Noi ci siamo occupati di interattività perché immaginavamo che questo fosse un orizzonte verso cui si poteva spostare un po’ tutto l’assetto dei linguaggi tecnologici e della comunicazione sociale. Dopo diciotto anni dalla prima esperienza fatta in questo senso, possiamo dire che è avvenuto proprio questo. Quando abbiamo iniziato ad occuparci di interattività non c’era neanche internet, per dire… Ho scritto e riflettuto su queste esperienze in un volume recentemente uscito per Feltrinelli (L’arte fuori di sé, Un manifesto per l’età post-tecnologica). Nel mettere mano in questo ambito, abbiamo trovato tantissimi addentellati, tantissimi prolungamenti che ci portano direttamente nella realtà sociale e non soltanto in quella estetica. E in questo ci siamo costruiti un minimo di consapevolezza riguardo al mezzo tecnologico e alle ragioni della sua importanza cruciale in questo particolare momento storico. La consapevolezza del mezzo penso sia un elemento indispensabile… Ma come la possiamo costruire? Facendo esperienza. Infatti i nostri lavori sono opere esperienziali in quanto hanno un fortissimo contenuto in termini di produzione di esperienza, non solo per gli interlocutori, quelli che una volta avremmo chiamato “spettatori”, ma anche per noi stessi artisti.
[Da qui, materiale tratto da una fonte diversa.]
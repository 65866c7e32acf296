//! Sending through a mailing HTTP API.
//!
//! The API takes a JSON payload at `{base}/api/mailing/v1/send`, identifies
//! the caller through the `Ds-Domain` and `Ds-Appsecret` headers and answers
//! `201 Created` on success.

use serde::Serialize;

use crate::error::MailError;

/// Path appended to the configured base URL.
pub const SEND_PATH: &str = "/api/mailing/v1/send";

/// The only status treated as success.
pub const CREATED: u16 = 201;

/// Where and as whom to send.
#[derive(Debug, Clone, PartialEq, Eq)]
pub struct MailApiConfig {
    pub base_url: String,
    /// Sent in the `Ds-Domain` header.
    pub domain: String,
    /// Sent in the `Ds-Appsecret` header.
    pub app_secret: String,
    pub sender_email: String,
    pub sender_name: String,
}

/// JSON body of a send request.
#[derive(Debug, Clone, PartialEq, Eq, Serialize)]
#[serde(rename_all = "camelCase")]
pub struct MailPayload {
    pub content: String,
    pub subject: String,
    pub mail_to: String,
    pub from_email: String,
    pub from_name: String,
}

#[derive(Debug, Clone, PartialEq, Eq)]
pub struct HttpRequest {
    pub url: String,
    pub headers: Vec<(String, String)>,
    pub body: String,
}

impl HttpRequest {
    pub fn header(&self, name: &str) -> Option<&str> {
        self.headers
            .iter()
            .find(|(n, _)| n.eq_ignore_ascii_case(name))
            .map(|(_, v)| v.as_str())
    }
}

#[derive(Debug, Clone, PartialEq, Eq)]
pub struct HttpResponse {
    pub status: u16,
    pub body: String,
}

/// Performs HTTP POST requests.
pub trait HttpTransport: Send + Sync {
    fn post(&self, request: &HttpRequest) -> Result<HttpResponse, MailError>;
}

pub struct MailApiClient<T: HttpTransport> {
    config: MailApiConfig,
    transport: T,
}

impl<T: HttpTransport> MailApiClient<T> {
    pub fn new(config: MailApiConfig, transport: T) -> Self {
        Self { config, transport }
    }

    pub fn payload(&self, content: &str, recipient: &str, subject: &str) -> MailPayload {
        MailPayload {
            content: content.to_string(),
            subject: subject.to_string(),
            mail_to: recipient.to_string(),
            from_email: self.config.sender_email.clone(),
            from_name: self.config.sender_name.clone(),
        }
    }

    /// The request `send` would post.
    pub fn request(
        &self,
        content: &str,
        recipient: &str,
        subject: &str,
    ) -> Result<HttpRequest, MailError> {
        let body = serde_json::to_string(&self.payload(content, recipient, subject))?;
        Ok(HttpRequest {
            url: format!("{}{}", self.config.base_url.trim_end_matches('/'), SEND_PATH),
            headers: vec![
                ("Content-Type".to_string(), "application/json".to_string()),
                ("Ds-Domain".to_string(), self.config.domain.clone()),
                ("Ds-Appsecret".to_string(), self.config.app_secret.clone()),
            ],
            body,
        })
    }

    /// Posts the message. Any status other than 201 is an error.
    pub fn send(&self, content: &str, recipient: &str, subject: &str) -> Result<(), MailError> {
        let request = self.request(content, recipient, subject)?;
        let response = self.transport.post(&request)?;
        if response.status != CREATED {
            tracing::warn!(status = response.status, url = %request.url, "mailing API rejected message");
            return Err(MailError::UnexpectedStatus {
                status: response.status,
                body: response.body,
            });
        }
        tracing::info!(to = recipient, subject, "email queued through mailing API");
        Ok(())
    }
}

#[cfg(test)]
mod tests {
    use super::*;
    use std::sync::Mutex;

    struct Fixed {
        status: u16,
        seen: Mutex<Option<HttpRequest>>,
    }

    impl Fixed {
        fn new(status: u16) -> Self {
            Self {
                status,
                seen: Mutex::new(None),
            }
        }
    }

    impl HttpTransport for Fixed {
        fn post(&self, request: &HttpRequest) -> Result<HttpResponse, MailError> {
            *self.seen.lock().unwrap() = Some(request.clone());
            Ok(HttpResponse {
                status: self.status,
                body: String::new(),
            })
        }
    }

    fn config() -> MailApiConfig {
        MailApiConfig {
            base_url: "http://mail.internal/".into(),
            domain: "shop.example.com".into(),
            app_secret: "s3cret".into(),
            sender_email: "system@example.com".into(),
            sender_name: "Shop".into(),
        }
    }

    #[test]
    fn test_request_shape() {
        let client = MailApiClient::new(config(), Fixed::new(201));
        let request = client.request("Hi", "ada@example.com", "Welcome").unwrap();
        assert_eq!(request.url, "http://mail.internal/api/mailing/v1/send");
        assert_eq!(request.header("ds-domain"), Some("shop.example.com"));
        assert_eq!(request.header("Ds-Appsecret"), Some("s3cret"));
        assert_eq!(
            request.body,
            r#"{"content":"Hi","subject":"Welcome","mailTo":"ada@example.com","fromEmail":"system@example.com","fromName":"Shop"}"#
        );
    }

    #[test]
    fn test_created_is_success() {
        let client = MailApiClient::new(config(), Fixed::new(201));
        client.send("Hi", "ada@example.com", "Welcome").unwrap();
        assert!(client.transport.seen.lock().unwrap().is_some());
    }

    #[test]
    fn test_other_statuses_fail() {
        for status in [200, 202, 400, 500] {
            let client = MailApiClient::new(config(), Fixed::new(status));
            let err = client.send("Hi", "ada@example.com", "Welcome").unwrap_err();
            assert!(
                matches!(err, MailError::UnexpectedStatus { status: s, .. } if s == status),
                "{status}"
            );
        }
    }
}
Ogni volta leggiamo delle dinamiche che sono imprevedibili dal punto di vista progettuale, proprio perche emergono da un’interazione, da un dialogo aperto. In questo c’è la costruzione di una maggiore consapevolezza sia da parte nostra sia, credo, da parte dei nostri interlocutori. La mia speranza è che si domandino: perché certe cose possono emozionare e certe altre invece no, pur usando gli stessi strumenti?